Can you post the recipe for the stuffed eggplant pretty please??
sure thing!

Ingredients:

-2 small or 2 baby eggplants
-1/2 cup dry barley
-2 cups vegetable stock/broth
-1/4 cup yellow onion, minced
-2 tsp garlic, minced
-1/2 tsp gingeroot, grated
-1/2 cup white mushrooms, minced
-1/2 teaspoon lemon zest
-1/2 teaspoon curry powder
-1/4 tsp turmeric

Directions


Bring the barley and broth to a boil in a small pot. cover and reduce to low heat. simmer until barley is tender(about 35 minutes,add more broth if needed). remove from heat and set aside.

Preheat oven to 350.

Half the eggplants lengthwise, scoop out the flesh leaving just a bit of eggplant and the skin as a shell. Mince the scooped eggplant and set aside. Place the eggplant shells in a greased baking dish, skin side down.

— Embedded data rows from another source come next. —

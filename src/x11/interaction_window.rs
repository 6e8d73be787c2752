//! The input half of a shield: a near-invisible window stacked over the blur
//! window that receives drags and right-clicks

use anyhow::{Context, Result};
use tracing::{debug, error, info};
use x11rb::connection::Connection;
use x11rb::protocol::xproto::{ConnectionExt, Cursor, EventMask, Window};

use super::context::{WindowGuard, X11Context};
use crate::constants::shield::{HANDLE_BACKGROUND_ARGB, HANDLE_OPACITY};
use crate::constants::x11::CURSOR_FLEUR;
use crate::region::Region;
use crate::shield::{ShieldWindow, WindowId};

pub struct InteractionWindow<'a> {
    ctx: &'a X11Context,
    window: Window,
    cursor: Cursor,
}

impl<'a> InteractionWindow<'a> {
    pub fn new(ctx: &'a X11Context, region: Region) -> Result<Self> {
        let cursor = ctx.create_cursor(CURSOR_FLEUR)?;
        let window = ctx.create_argb_window(
            region,
            // Alpha 1/255: fully transparent windows would let clicks through
            HANDLE_BACKGROUND_ARGB,
            EventMask::BUTTON_PRESS
                | EventMask::BUTTON_RELEASE
                | EventMask::POINTER_MOTION
                | EventMask::STRUCTURE_NOTIFY,
            Some(cursor),
        );
        let window = match window {
            Ok(window) => window,
            Err(e) => {
                free_cursor(ctx, cursor);
                return Err(e);
            }
        };
        let guard = WindowGuard::new(ctx, window);

        let configured = ctx
            .set_opacity(window, HANDLE_OPACITY)
            .and_then(|()| ctx.set_always_on_top(window, true));
        if let Err(e) = configured {
            free_cursor(ctx, cursor);
            return Err(e);
        }

        info!(window, region = %region, "Created interaction window");
        Ok(Self { ctx, window: guard.disarm(), cursor })
    }
}

impl ShieldWindow for InteractionWindow<'_> {
    fn id(&self) -> WindowId {
        self.window
    }

    fn set_geometry(&mut self, region: Region) -> Result<()> {
        self.ctx.set_geometry(self.window, region)?;
        self.ctx.conn.flush()
            .context("Failed to flush X11 connection after moving interaction window")?;
        Ok(())
    }

    fn set_always_on_top(&mut self, enabled: bool) -> Result<()> {
        self.ctx.set_always_on_top(self.window, enabled)
    }

    fn show(&mut self) -> Result<()> {
        self.ctx.map(self.window)?;
        // Mapped after the blur window, but make sure it sits on top of it
        self.ctx.raise(self.window)?;
        self.ctx.conn.flush()
            .context("Failed to flush X11 connection after raising interaction window")?;
        Ok(())
    }
}

impl Drop for InteractionWindow<'_> {
    fn drop(&mut self) {
        debug!(window = self.window, "Destroying interaction window");
        free_cursor(self.ctx, self.cursor);
        self.ctx.destroy(self.window);
    }
}

fn free_cursor(ctx: &X11Context, cursor: Cursor) {
    if let Err(e) = ctx.conn.free_cursor(cursor) {
        error!(cursor, error = %e, "Failed to free cursor");
    }
}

in a saute pan, saute the onion, garlic and ginger root until the onion turns golden brown(6-8 minutes). add the eggplant, mushrooms, lemon zest, curry, turmeric and saute over medium heat until the mushrooms begin to release some moisture (5 minutes).

Drain the barley and add it to the eggplant mixture. add 1/4 cup of the cooking liquid and and simmer until reduced (6-8 minutes). brush the eggplant shells with some olive oil and fill in with the mixture. cover with aluminum foil and bake until eggplants are tender (30-40 minutes). remove and top with parsley and some grated parmasean.

Thats it.... you can also substitute lentils for the barley and it turns out just as good. hope you like it.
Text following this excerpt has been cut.